What is the number of lines below that include "Database"? Give that number alone.

#### [The records]
====
// Copyright (c) 2025, Jason Jenkins
// SPDX-License-Identifier: BSD-3-Clause

//! Font resolution shared by the preview and the export.
//!
//! Each [`FontChoice`] is resolved once at startup to concrete font bytes:
//! a system face with the requested family name if one is installed, else a
//! system face of the matching generic family, else one of the faces egui
//! ships with. The same bytes are registered with egui for the preview and
//! wrapped for glyph rasterization in the export, so both measure text
//! identically.

use crate::config::FontConfig;
use crate::models::style::FontChoice;
use ab_glyph::{FontArc, FontVec};
use fontdb::{Database, Family, Query};
use std::collections::HashMap;

const BUNDLED_PROPORTIONAL: &str = "Ubuntu-Light";
const BUNDLED_MONOSPACE: &str = "Hack";

/// Where a resolved face came from.
#[derive(Debug, Clone, PartialEq, Eq)]
pub enum FaceSource {
    /// Installed font, by PostScript name.
    System(String),
    /// A face bundled with egui, by its egui key.
    Bundled(&'static str),
}

/// A resolved font face.
#[derive(Clone)]
pub struct FontFace {
    pub source: FaceSource,
    pub bytes: Vec<u8>,
    pub index: u32,
    pub font: FontArc,
}

impl std::fmt::Debug for FontFace {
    fn fmt(&self, f: &mut std::fmt::Formatter<'_>) -> std::fmt::Result {
        f.debug_struct("FontFace")
            .field("source", &self.source)
            .field("len", &self.bytes.len())
            .field("index", &self.index)
            .finish()
    }
}

impl FontFace {
    fn from_bytes(source: FaceSource, bytes: Vec<u8>, index: u32) -> Option<Self> {
        let font = FontVec::try_from_vec_and_index(bytes.clone(), index).ok()?;
        Some(Self {
            source,
            bytes,
            index,
            font: FontArc::new(font),
        })
    }
}

/// Faces for every font choice.
#[derive(Debug, Clone, Default)]
pub struct FontBook {
    faces: HashMap<FontChoice, FontFace>,
}

impl FontBook {
    /// Resolve all font choices against the system fonts and the optional
    /// fonts directory from the configuration.
    pub fn load(config: &FontConfig) -> Self {
        let mut db = Database::new();
        db.load_system_fonts();
        if let Some(dir) = &config.dir {
            db.load_fonts_dir(dir);
            log::info!("Loaded fonts from {}", dir.display());
        }

        let mut faces = HashMap::new();
        for choice in FontChoice::ALL {
            let face = query_face(&db, Family::Name(choice.family_name()))
                .or_else(|| query_face(&db, generic_family(choice)))
                .or_else(|| bundled_face(choice));
            match face {
                Some(face) => {
                    log::info!("Font {} resolved to {:?}", choice, face.source);
                    faces.insert(choice, face);
                }
                None => log::error!("No usable font face for {}", choice),
            }
        }
        Self { faces }
    }

    /// Only the faces bundled with egui; no system lookup.
    pub fn builtin() -> Self {
        let faces = FontChoice::ALL
            .into_iter()
            .filter_map(|choice| bundled_face(choice).map(|face| (choice, face)))
            .collect();
        Self { faces }
    }

    pub fn face(&self, choice: FontChoice) -> Option<&FontFace> {
        self.faces.get(&choice)
    }

    /// The egui family used to draw a font choice in the preview.
    pub fn egui_family(choice: FontChoice) -> egui::FontFamily {
        egui::FontFamily::Name(choice.family_name().into())
    }

    /// Register every resolved face with egui under its family name.
    ///
    /// Missing faces still get a family (backed by the default proportional
    /// chain) so the preview never asks egui for an unknown family.
    pub fn install(&self, ctx: &egui::Context) {
        let mut definitions = egui::FontDefinitions::default();
        let fallback = definitions
            .families
            .get(&egui::FontFamily::Proportional)
            .cloned()
            .unwrap_or_default();

        for choice in FontChoice::ALL {
            let mut chain = Vec::new();
            if let Some(face) = self.faces.get(&choice) {
                let key = format!("postcraft-{}", choice.family_name());
                let mut data = egui::FontData::from_owned(face.bytes.clone());
                data.index = face.index;
                definitions.font_data.insert(key.clone(), data);
                chain.push(key);
            }
            chain.extend(fallback.iter().cloned());
            definitions.families.insert(Self::egui_family(choice), chain);
        }
        ctx.set_fonts(definitions);
    }
}

fn generic_family(choice: FontChoice) -> Family<'static> {
    if choice.is_monospace() {
        Family::Monospace
    } else if choice.is_serif() {
        Family::Serif
    } else {
        Family::SansSerif
    }
}

fn query_face(db: &Database, family: Family<'_>) -> Option<FontFace> {
    let id = db.query(&Query {
        families: &[family],
        ..Default::default()
    })?;
    let name = db.face(id)?.post_script_name.clone();
    let (bytes, index) = db.with_face_data(id, |data, index| (data.to_vec(), index))?;
    FontFace::from_bytes(FaceSource::System(name), bytes, index)
}

fn bundled_face(choice: FontChoice) -> Option<FontFace> {
    let key = if choice.is_monospace() {
        BUNDLED_MONOSPACE
    } else {
        BUNDLED_PROPORTIONAL
    };
    let definitions = egui::FontDefinitions::default();
    let data = definitions.font_data.get(key)?;
    FontFace::from_bytes(FaceSource::Bundled(key), data.font.to_vec(), data.index)
}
====
#### [Written solution]
3